◆ **Exercise instructions**
Your response must consist of one number: how many lines in this material contain the word "bool".

◆ **Entries provided**
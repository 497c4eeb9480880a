//! `linkscout sites`: list the configured site registry.

use crate::cli::output::{self, Styled};
use crate::config::ScoutConfig;
use anyhow::Result;
use std::path::Path;

pub async fn run(config_path: Option<&Path>) -> Result<()> {
    let config = ScoutConfig::load(config_path)?;

    if output::is_json() {
        output::print_json(&serde_json::to_value(&config.sites)?);
        return Ok(());
    }
    if output::is_quiet() {
        for site in &config.sites {
            println!("{}", site.id);
        }
        return Ok(());
    }

    let s = Styled::new();
    output::print_header(&s);
    for site in &config.sites {
        output::print_check(s.info_sym(), &site.id, &s.cyan(&site.domain));
        for template in &site.search_templates {
            output::print_detail(&s.dim(template));
        }
    }
    Ok(())
}
// Copyright 2026 Linkscout Contributors
// SPDX-License-Identifier: Apache-2.0

use anyhow::Result;
use clap::{CommandFactory, Parser, Subcommand};
use clap_complete::Shell;
use linkscout::cli;
use linkscout::cli::discover_cmd::CrawlFlags;
use linkscout::cli::output;
use std::path::PathBuf;
use tracing_subscriber::EnvFilter;

#[derive(Parser)]
#[command(
    name = "linkscout",
    about = "linkscout: find the listing page for a construction material on a commerce site",
    version,
    after_help = "Run 'linkscout <command> --help' for details on each command."
)]
struct Cli {
    /// Output results as JSON (machine-readable)
    #[arg(long, global = true)]
    json: bool,

    /// Suppress non-essential output
    #[arg(long, short, global = true)]
    quiet: bool,

    /// Enable verbose/debug logging
    #[arg(long, short, global = true)]
    verbose: bool,

    /// Disable colored output
    #[arg(long, global = true)]
    no_color: bool,

    /// Emit log lines as JSON
    #[arg(long, global = true)]
    log_json: bool,

    /// Config file (default: $LINKSCOUT_CONFIG, ./linkscout.json, user config dir)
    #[arg(long, global = true)]
    config: Option<PathBuf>,

    #[command(subcommand)]
    command: Commands,
}

#[derive(Subcommand)]
enum Commands {
    /// Find listing pages for materials on the configured sites
    Discover {
        /// Material names (e.g. "White cement")
        materials: Vec<String>,
        /// Site id to search; repeat for several (default: all sites)
        #[arg(long = "site")]
        sites: Vec<String>,
        /// Add the built-in material list
        #[arg(long)]
        defaults: bool,
        #[command(flatten)]
        flags: CrawlFlags,
    },
    /// Explore from known starting URLs and rank what they lead to
    Seeds {
        /// Seed URLs
        urls: Vec<String>,
        #[command(flatten)]
        flags: CrawlFlags,
    },
    /// List the configured sites
    Sites,
    /// Check environment and diagnose issues
    Doctor,
    /// Generate shell completion scripts
    Completions {
        /// Shell type (bash, zsh, fish, powershell)
        shell: Shell,
    },
}

fn init_tracing(cli: &Cli) {
    let default_level = if cli.verbose {
        "linkscout=debug"
    } else if cli.quiet || cli.json {
        "linkscout=warn"
    } else {
        "linkscout=info"
    };
    let filter = EnvFilter::try_from_default_env().unwrap_or_else(|_| EnvFilter::new(default_level));
    let builder = tracing_subscriber::fmt()
        .with_env_filter(filter)
        .with_writer(std::io::stderr);
    if cli.log_json {
        builder.json().init();
    } else {
        builder.with_ansi(output::color_enabled()).init();
    }
}

#[tokio::main]
async fn main() -> Result<()> {
    let cli = Cli::parse();

    // Global flags travel as env vars so every module can check them
    if cli.json {
        std::env::set_var(output::JSON_ENV, "1");
    }
    if cli.quiet {
        std::env::set_var(output::QUIET_ENV, "1");
    }
    if cli.verbose {
        std::env::set_var(output::VERBOSE_ENV, "1");
    }
    if cli.no_color {
        std::env::set_var(output::NO_COLOR_ENV, "1");
    }
    init_tracing(&cli);

    let config = cli.config.as_deref();
    let result = match &cli.command {
        Commands::Discover {
            materials,
            sites,
            defaults,
            flags,
        } => cli::discover_cmd::run(config, materials, sites, *defaults, flags).await,
        Commands::Seeds { urls, flags } => cli::seeds_cmd::run(config, urls, flags).await,
        Commands::Sites => cli::sites_cmd::run(config).await,
        Commands::Doctor => cli::doctor::run(config).await,
        Commands::Completions { shell } => {
            let mut cmd = Cli::command();
            clap_complete::generate(*shell, &mut cmd, "linkscout", &mut std::io::stdout());
            Ok(())
        }
    };

    // Consistent exit codes: 0=success, 1=error
    if let Err(e) = &result {
        if output::is_json() {
            output::print_json(&serde_json::json!({
                "error": true,
                "message": format!("{e:#}"),
            }));
        } else if !output::is_quiet() {
            eprintln!("  Error: {e:#}");
        }
        std::process::exit(1);
    }

    result
}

◆ **Solution to the exercise**
6